Centaurus High School students taking mechanical and aerospace engineering classes recently moved into an expanded engineering wing that incudes a large classroom, a commercial grade woodshop and a robotics-themed makerspace with plenty of room to work on bigger projects.

With the Lafayette school’s popular engineering program outgrowing its space, the 3,200-square-foot expansion offers opportunities to add classes and assign more complex projects. The new woodshop also freed up space for a dedicated area for biotechnology projects. Altogether, about 600 students, or about 40% of the school’s enrollment, are taking engineering classes.

“Now that we have this expansion, it’s just going to get better and better,” said Centaurus senior Penny Chamberlain, who is planning to study biotechnical or mechanical engineering in college. “Going into college, having these experiences in these college-level courses at Centaurus is just really important.”

The Boulder Valley School District is using money from the $350 million capital construction bond issue approved in 2022 to add spaces to expand its middle and high school career and technical education programs.
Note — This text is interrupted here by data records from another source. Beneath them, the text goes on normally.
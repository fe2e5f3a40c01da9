use anyhow::Result;
use config::{Config, Environment, File};
use serde::Deserialize;
use std::time::Duration;

const DEFAULT_KOBOLD_ENDPOINT: &'static str = "http://127.0.0.1:5001/api";
const DEFAULT_START_PROMPT: &'static str =
    "simple medieval village surrounded by farmlands, with a forest nearby";

#[derive(Deserialize, Debug, Clone, Default)]
pub struct GameConfig {
    #[serde(default)]
    pub connection: ConnectionSettings,

    #[serde(default)]
    pub pipeline: PipelineSettings,

    #[serde(default)]
    pub game: GameSettings,
}

#[derive(Deserialize, Debug, Clone)]
#[serde(default)]
pub struct ConnectionSettings {
    pub kobold_endpoint: String,

    /// Backend for corrective and resolution calls. Same as the
    /// primary if unset.
    pub secondary_endpoint: Option<String>,

    pub streaming: bool,
}

impl Default for ConnectionSettings {
    fn default() -> Self {
        ConnectionSettings {
            kobold_endpoint: DEFAULT_KOBOLD_ENDPOINT.to_string(),
            secondary_endpoint: None,
            streaming: true,
        }
    }
}

impl ConnectionSettings {
    pub fn secondary_endpoint(&self) -> &str {
        self.secondary_endpoint
            .as_deref()
            .unwrap_or(&self.kobold_endpoint)
    }
}

#[derive(Deserialize, Debug, Clone, PartialEq)]
#[serde(default)]
pub struct PipelineSettings {
    pub backend_timeout_secs: u64,
    pub backoff_base_ms: u64,
    pub backoff_max_ms: u64,
    pub corrective_fallback: bool,
    pub use_grammar: bool,
}

impl Default for PipelineSettings {
    fn default() -> Self {
        PipelineSettings {
            backend_timeout_secs: 180,
            backoff_base_ms: 500,
            backoff_max_ms: 8000,
            corrective_fallback: true,
            use_grammar: true,
        }
    }
}

impl PipelineSettings {
    pub fn backend_timeout(&self) -> Duration {
        Duration::from_secs(self.backend_timeout_secs)
    }

    /// Delay before retrying after the given number of consecutive
    /// backend failures: base * 2^(n-1), capped.
    pub fn backoff(&self, consecutive_failures: u32) -> Duration {
        if consecutive_failures == 0 {
            return Duration::ZERO;
        }

        let factor = 1u64.checked_shl(consecutive_failures - 1).unwrap_or(u64::MAX);
        let delay = self.backoff_base_ms.saturating_mul(factor);
        Duration::from_millis(delay.min(self.backoff_max_ms))
    }
}

#[derive(Deserialize, Debug, Clone)]
#[serde(default)]
pub struct GameSettings {
    pub start_prompt: String,
}

impl Default for GameSettings {
    fn default() -> Self {
        GameSettings {
            start_prompt: DEFAULT_START_PROMPT.to_string(),
        }
    }
}

/// config.toml (optional) overlaid by WORLDMAP__SECTION__KEY
/// environment variables.
pub fn load_config() -> Result<GameConfig> {
    let settings = Config::builder()
        .add_source(File::with_name("config.toml").required(false))
        .add_source(
            Environment::with_prefix("WORLDMAP")
                .separator("__")
                .try_parsing(true),
        )
        .build()?;

    Ok(settings.try_deserialize()?)
}

#[cfg(test)]
mod tests {
    use super::*;
    use config::FileFormat;

    #[test]
    fn backoff_doubles_and_caps() {
        let settings = PipelineSettings::default();

        assert_eq!(settings.backoff(0), Duration::ZERO);
        assert_eq!(settings.backoff(1), Duration::from_millis(500));
        assert_eq!(settings.backoff(2), Duration::from_millis(1000));
        assert_eq!(settings.backoff(4), Duration::from_millis(4000));
        assert_eq!(settings.backoff(5), Duration::from_millis(8000));
        assert_eq!(settings.backoff(70), Duration::from_millis(8000));
    }

    #[test]
    fn partial_file_keeps_defaults() {
        let toml = r#"
            [connection]
            kobold_endpoint = "http://gpu-box:5001/api"

            [pipeline]
            backoff_base_ms = 0
        "#;

        let config: GameConfig = Config::builder()
            .add_source(File::from_str(toml, FileFormat::Toml))
            .build()
            .and_then(|c| c.try_deserialize())
            .expect("config should load");

        assert_eq!(config.connection.kobold_endpoint, "http://gpu-box:5001/api");
        assert_eq!(config.connection.secondary_endpoint(), "http://gpu-box:5001/api");
        assert!(config.connection.streaming);
        assert_eq!(config.pipeline.backoff_base_ms, 0);
        assert_eq!(config.pipeline.backend_timeout_secs, 180);
        assert_eq!(config.game.start_prompt, DEFAULT_START_PROMPT);
    }
}
use async_trait::async_trait;
use es::SSE;
use eventsource_client as es;
use futures::{Stream, StreamExt, TryStreamExt};
use serde::{Deserialize, Serialize};
use std::time::Duration;
use tracing::debug;

use crate::ai::backend::{BackendFailure, TextGenerator};
use crate::ai::convo::AiPrompt;
use crate::models::new_uuid_string;

/// Request body shared by the blocking and streaming endpoints of the
/// KoboldCpp API.
#[derive(Serialize, Debug, Clone, PartialEq)]
pub struct GenerationInput {
    pub genkey: String,
    pub prompt: String,

    #[serde(skip_serializing_if = "Option::is_none")]
    pub grammar: Option<String>,

    pub grammar_retain_state: bool,
    pub use_default_badwordsids: bool,
    pub max_length: u64,
    pub rep_pen: f64,
    pub rep_pen_range: u64,
    pub temperature: f64,
    pub top_a: f64,
    pub top_p: f64,
    pub sampler_order: Vec<u8>,
    pub stop_sequence: Vec<String>,
}

pub fn create_input(prompt: &AiPrompt) -> GenerationInput {
    GenerationInput {
        genkey: format!("KCPP{}", new_uuid_string()),
        prompt: prompt.prompt.clone(),
        grammar: prompt.grammar.clone(),
        grammar_retain_state: false,
        use_default_badwordsids: false,
        max_length: prompt.max_tokens,
        rep_pen: 1.1,
        rep_pen_range: 320,
        temperature: prompt.creativity.temperature(),
        top_a: 0.0,
        top_p: 0.92,
        sampler_order: vec![6, 0, 1, 3, 4, 2, 5],
        stop_sequence: vec!["<s>".to_string(), "</s>".to_string()],
    }
}

#[derive(Deserialize, Debug)]
struct GenerationResult {
    text: String,
}

#[derive(Deserialize, Debug)]
struct GenerationOutput {
    results: Vec<GenerationResult>,
}

impl GenerationOutput {
    fn into_text(self) -> Result<String, BackendFailure> {
        self.results
            .into_iter()
            .next()
            .map(|result| result.text)
            .ok_or(BackendFailure::EmptyResponse)
    }
}

#[derive(Serialize, Deserialize)]
struct AIEvent {
    token: String,
}

impl From<es::Error> for BackendFailure {
    fn from(value: es::Error) -> Self {
        BackendFailure::Transport(format!("{:?}", value))
    }
}

impl From<reqwest::Error> for BackendFailure {
    fn from(value: reqwest::Error) -> Self {
        BackendFailure::Transport(value.to_string())
    }
}

fn create_response_stream(client: impl es::Client) -> impl Stream<Item = Result<String, es::Error>> {
    client.stream().map(|sse| {
        sse.and_then(|event| match event {
            SSE::Event(ev) => serde_json::from_str::<AIEvent>(&ev.data)
                .map(|r| r.token)
                .map_err(|err| es::Error::Unexpected(Box::new(err))),
            SSE::Comment(_) => Ok("".to_string()),
        })
    })
}

/// HTTP client for a KoboldCpp-compatible text generation server.
pub struct KoboldClient {
    base_url: String,
    http: reqwest::Client,
    streaming: bool,
}

impl KoboldClient {
    pub fn new(base_url: &str, timeout: Duration, streaming: bool) -> Result<KoboldClient, BackendFailure> {
        let http = reqwest::ClientBuilder::new()
            .connect_timeout(timeout)
            .pool_idle_timeout(timeout)
            .timeout(timeout)
            .build()?;

        Ok(KoboldClient {
            base_url: base_url.trim_end_matches('/').to_string(),
            http,
            streaming,
        })
    }

    pub fn base_url(&self) -> &str {
        &self.base_url
    }

    async fn sync_generate(&self, input: &GenerationInput) -> Result<String, BackendFailure> {
        let url = format!("{}/v1/generate", self.base_url);
        let output: GenerationOutput = self
            .http
            .post(url)
            .json(input)
            .send()
            .await?
            .error_for_status()?
            .json()
            .await?;

        output.into_text()
    }

    /// Token-by-token generation over server-sent events. Reconnecting
    /// would restart generation, so a dropped stream is a failure.
    async fn sse_generate(&self, input: &GenerationInput) -> Result<String, BackendFailure> {
        let params = serde_json::to_string(input).map_err(|e| BackendFailure::Transport(e.to_string()))?;
        let stream_url = format!("{}/extra/generate/stream", self.base_url);

        let reconnect_opts = es::ReconnectOptions::reconnect(false).build();

        let client = es::ClientBuilder::for_url(&stream_url)?
            .header("accept", "application/json")?
            .header("Content-Type", "application/json")?
            .method("POST".to_string())
            .body(params)
            .reconnect(reconnect_opts)
            .build();

        let mut stream = create_response_stream(client);
        let mut response = String::new();

        loop {
            let maybe_token = stream.try_next().await;
            match maybe_token {
                Ok(Some(token)) => response.push_str(&token),
                Ok(None) | Err(es::Error::Eof) => break,
                Err(err) => return Err(err.into()),
            }
        }

        Ok(response)
    }
}

#[async_trait(?Send)]
impl TextGenerator for KoboldClient {
    async fn generate(&self, prompt: &AiPrompt) -> Result<String, BackendFailure> {
        let input = create_input(prompt);
        debug!(url = %self.base_url, streaming = self.streaming, max_length = input.max_length, "generating");

        match self.streaming {
            true => self.sse_generate(&input).await,
            false => self.sync_generate(&input).await,
        }
    }
}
Two projects in the first phase of construction, the Centaurus engineering addition and a teaching kitchen in the district’s Culinary Center next to the Arapahoe campus, recently opened to students.

“The bond has been a fantastic catalyst for this work,” Career and Technical Education Director Arlie Huffman said.

Planning included identifying a career and technical education focus for each high school, as well as adding and expanding programs at the districtwide Technical Education Center. Renovations at the Technical Education Center are slated to start over winter break and continue through August 2026. The center added a natural resources program this fall and plans to expand its health and medicine program, as well as start an advanced manufacturing program focusing on the quantum industry.

The center’s construction trades students also will get job experience at a new modular factory the city of Boulder is building nearby on 48 acres of the district’s property. The project is a partnership among the city, the school district and Flatirons Habitat for Humanity.

“We want students to have experiences outside our classroom walls,” Huffman said.

At Centaurus, aerospace engineering teacher Laura Armstrong said her students are using the $50,000 worth of VEX Robotics parts stocked in the new makerspace to build propellers, then will move to the woodshop for glider and rocket projects. Finally, they will have the opportunity to design their own aerospace-themed project.

“They can take their projects wherever they want,” Armstrong said. “They could build with wood or robotics. They could use a laser cutter. They have all the resources. They’re able to use a lot of the tools and equipment that they would use in industry. It’s very much preparing them for what they will see after high school.”

The new woodshop includes an industrial grade dust collection system, a large table router, multiple types of saws, two drill presses and two belt sanders.

Craig Hoeltgen, who teaches mechanical engineering, said he wants to use the shop for hands-on applications of the concepts students are learning, as well as to teach skills that include measurement, building, craftsmanship, safety and problem solving. As an added benefit, he said, the shop will encourage creativity.

“Students can express themselves by designing and building personal projects,” he said.

Centaurus senior Risa Connally praised the giant windows in the new spaces, a welcome change from the original classrooms that don’t offer much natural light. The extra space, she added, should reduce the area’s crowded feel and make it easier to find room to work on projects outside of classes.

“There’s not so much stuff crammed into the rooms now,” she said. “It’s nice to have this big space where people can work. There are a lot of engineering students.”

For sophomore Max Gyorffy, who is considering mechanical engineering as a career, the Centaurus classes are an opportunity to gain experience.

“This space really adds a lot of opportunities to create and build,” he said.

The new teaching kitchen is where the district is holding its high school ProStart classes. The district’s ProStart classes, which provide an industry-backed culinary arts and restaurant management curriculum, have space for 16 students in the morning and another 16 in the afternoon.

The teaching kitchen includes professional-grade cooking equipment, a walk-in refrigerator and freezer, multiple prep and cook stations, and multiple monitors to view teacher demonstrations.

“This is really state-of-the-art,” ProStart teacher Amber Graff said. “Everything we could and would want, it’s here.”

Students started by learning to make stocks in the kitchen’s giant stock pots. Last month, they baked 500 cookies for an Arapahoe Campus Halloween party. Other skills they’re learning include making sauces, salad dressings and pizza.

Along with working in the teaching kitchen, students can go down the hall to visit the district’s central kitchen, which prepares meals from scratch, in bulk, for the district’s breakfast and lunch program.

“The things we’re learning here, we can see in action in our professional kitchen,” Graff said.

Students, who started the year learning in a former preschool room while they waited for the teaching kitchen to open, praised the space for its similarities to a restaurant kitchen.

“If you can go to a restaurant with this kind of experience, it’s really going to set you above,” New Vista High junior Jasper Howell said. “I want to get as much cooking experience as I can. I want broad knowledge. We’re really lucky to have this super-nice kitchen.”